Smartphone security: Software that spies, protects
Software allows 'Joe Sixpack' to do some of the cool, and unsavory, things that cops and spies do
By Tim Dees
Most of us have come to be dependent on our cell phones, not just for telephone communications, but for text messaging, email, web access and the functions the various applications give us.
Most of us assume those communications are secure, but there are products available on the retail consumer market that can both reduce and improve security.
On the slightly scary side is SpyBubble, software that allows Joe Sixpack to do that cool stuff that TV spies and cops do — listen in on all conversations, see text messages, track the location of the phone, and even use the phone as a passive listening device, all with the phone’s owner/user having no clue they’re being monitored.
SpyBubble markets to employers who want to ferret out idlers and thieves and to spouses who doubt the fidelity of their partners, but it could obviously be valuable to the garden variety stalker or generic criminal as well. Retail price of SpyBubble is $149.95, but as I write this you can have your very own copy for the low, low price of $49.95.
Installing SpyBubble isn’t quite as easy as the TV spies make it out to be. You have to do a little more than just get close to the phone and press a key labeled “Force Pairing.”
The software works only on iPhones, and requires “jailbreaking,” a reversible process that frees the phone from the yoke of Apple and permits unapproved software to run. Most people would notice their phone has been jailbroken, even if they didn’t know why it was behaving strangely.
It also requires physical access to the iPhone to install the software, giving you a new reason to never let it leave your person. The next time your significant other complains you never put the thing down, show them this article.
On the other end of the spectrum is Silent Circle. Silent Circle encrypts voice, video, photos, texts and most other transmissions between the source phone and any other Silent Circle subscriber. It isn’t all that easy to eavesdrop on digital communications without either the cooperation of the cellular service carrier or special software like SpyBubble, but Silent Circle would frustrate either approach.
Silent Circle takes advantage of the improved high-speed processors in modern smartphones to encrypt communications on the phone itself, before the data is transmitted. It passes through dedicated Silent Circle servers in Canada before moving on to the intended correspondent.
If the other party in the conversation is also a Silent Circle subscriber, data flowing in the opposite direction is similarly encrypted. Encryption keys are generated on the phones themselves for each conversation and deleted thereafter, so even the Silent Circle folks can’t listen in. It’s as close to bulletproof as security gets these days.

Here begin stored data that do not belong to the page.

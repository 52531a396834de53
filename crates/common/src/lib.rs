//! Shared identifier types for the marketplace crates.

pub mod ids;

pub use ids::{MessageId, OrderId, OrderItemId, ProductId, ReviewId, UserId};
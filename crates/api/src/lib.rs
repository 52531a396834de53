//! HTTP API server for the marketplace.
//!
//! Provides REST endpoints for accounts, catalog, carts, checkout, order
//! management and the payment webhook, with structured logging (tracing)
//! and Prometheus metrics.

pub mod config;
pub mod error;
pub mod extract;
pub mod routes;
pub mod state;

use std::sync::Arc;

use axum::Router;
use axum::routing::{get, post, put};
use metrics_exporter_prometheus::PrometheusHandle;
use store::MarketStore;
use tower_http::cors::{Any, CorsLayer};
use tower_http::trace::TraceLayer;

pub use state::{AppState, create_default_state};

/// Creates the Axum application router with all routes and shared state.
pub fn create_app<S: MarketStore + Clone + 'static>(
    state: Arc<AppState<S>>,
    metrics_handle: PrometheusHandle,
) -> Router {
    use routes::{cart, messages, ops, orders, payments, products, users};

    let metrics_router = Router::new()
        .route("/metrics", get(ops::metrics))
        .with_state(metrics_handle);

    Router::new()
        .route("/health", get(ops::health))
        .route("/users", post(users::register::<S>).get(users::list::<S>))
        .route("/users/{id}", get(users::get::<S>))
        .route("/users/{id}/role", put(users::change_role::<S>))
        .route(
            "/products",
            get(products::list::<S>).post(products::create::<S>),
        )
        .route(
            "/products/{id}",
            get(products::get::<S>)
                .put(products::update::<S>)
                .delete(products::delete::<S>),
        )
        .route(
            "/products/{id}/reviews",
            get(products::list_reviews::<S>).post(products::create_review::<S>),
        )
        .route("/cart", get(cart::view::<S>).delete(cart::clear::<S>))
        .route("/cart/items", post(cart::add_item::<S>))
        .route(
            "/cart/items/{product_id}",
            put(cart::update_item::<S>).delete(cart::remove_item::<S>),
        )
        .route("/checkout", post(orders::checkout::<S>))
        .route("/orders", get(orders::list::<S>))
        .route("/orders/{id}", get(orders::get::<S>))
        .route("/orders/{id}/status", post(orders::transition::<S>))
        .route("/orders/{id}/cancel", post(orders::cancel::<S>))
        .route("/orders/{id}/payment", post(orders::retry_payment::<S>))
        .route("/webhooks/payments", post(payments::receive::<S>))
        .route("/messages", post(messages::send::<S>))
        .route("/messages/{user_id}", get(messages::conversation::<S>))
        .with_state(state)
        .merge(metrics_router)
        .layer(
            CorsLayer::new()
                .allow_origin(Any)
                .allow_methods(Any)
                .allow_headers(Any),
        )
        .layer(TraceLayer::new_for_http())
}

Maybe the NSA can crack it, but no one else is going to.
Silent Circle sounds like a great idea for confidential law enforcement, fire and EMS communications, but it’s a safe bet the bad guys will want it, too. There’s nothing new about encrypted communications, but up until recently the same encryption keys were used for all communications from a sender, not generated uniquely for each message.
If you had access to the saved messages and got the appropriate encryption key, you could decode everything retroactively.
That’s not possible when there’s a new, volatile key for each message.
When encrypted computer files are recovered as evidence, a court can order the owner to divulge the encryption key. The owner has to then decide which he fears more — a contempt citation or the government having access to the data itself (it’s usually the latter). With Silent Circle, there would be no key to give, as it’s destroyed at the end of every transaction.
This is technology that can cut both ways.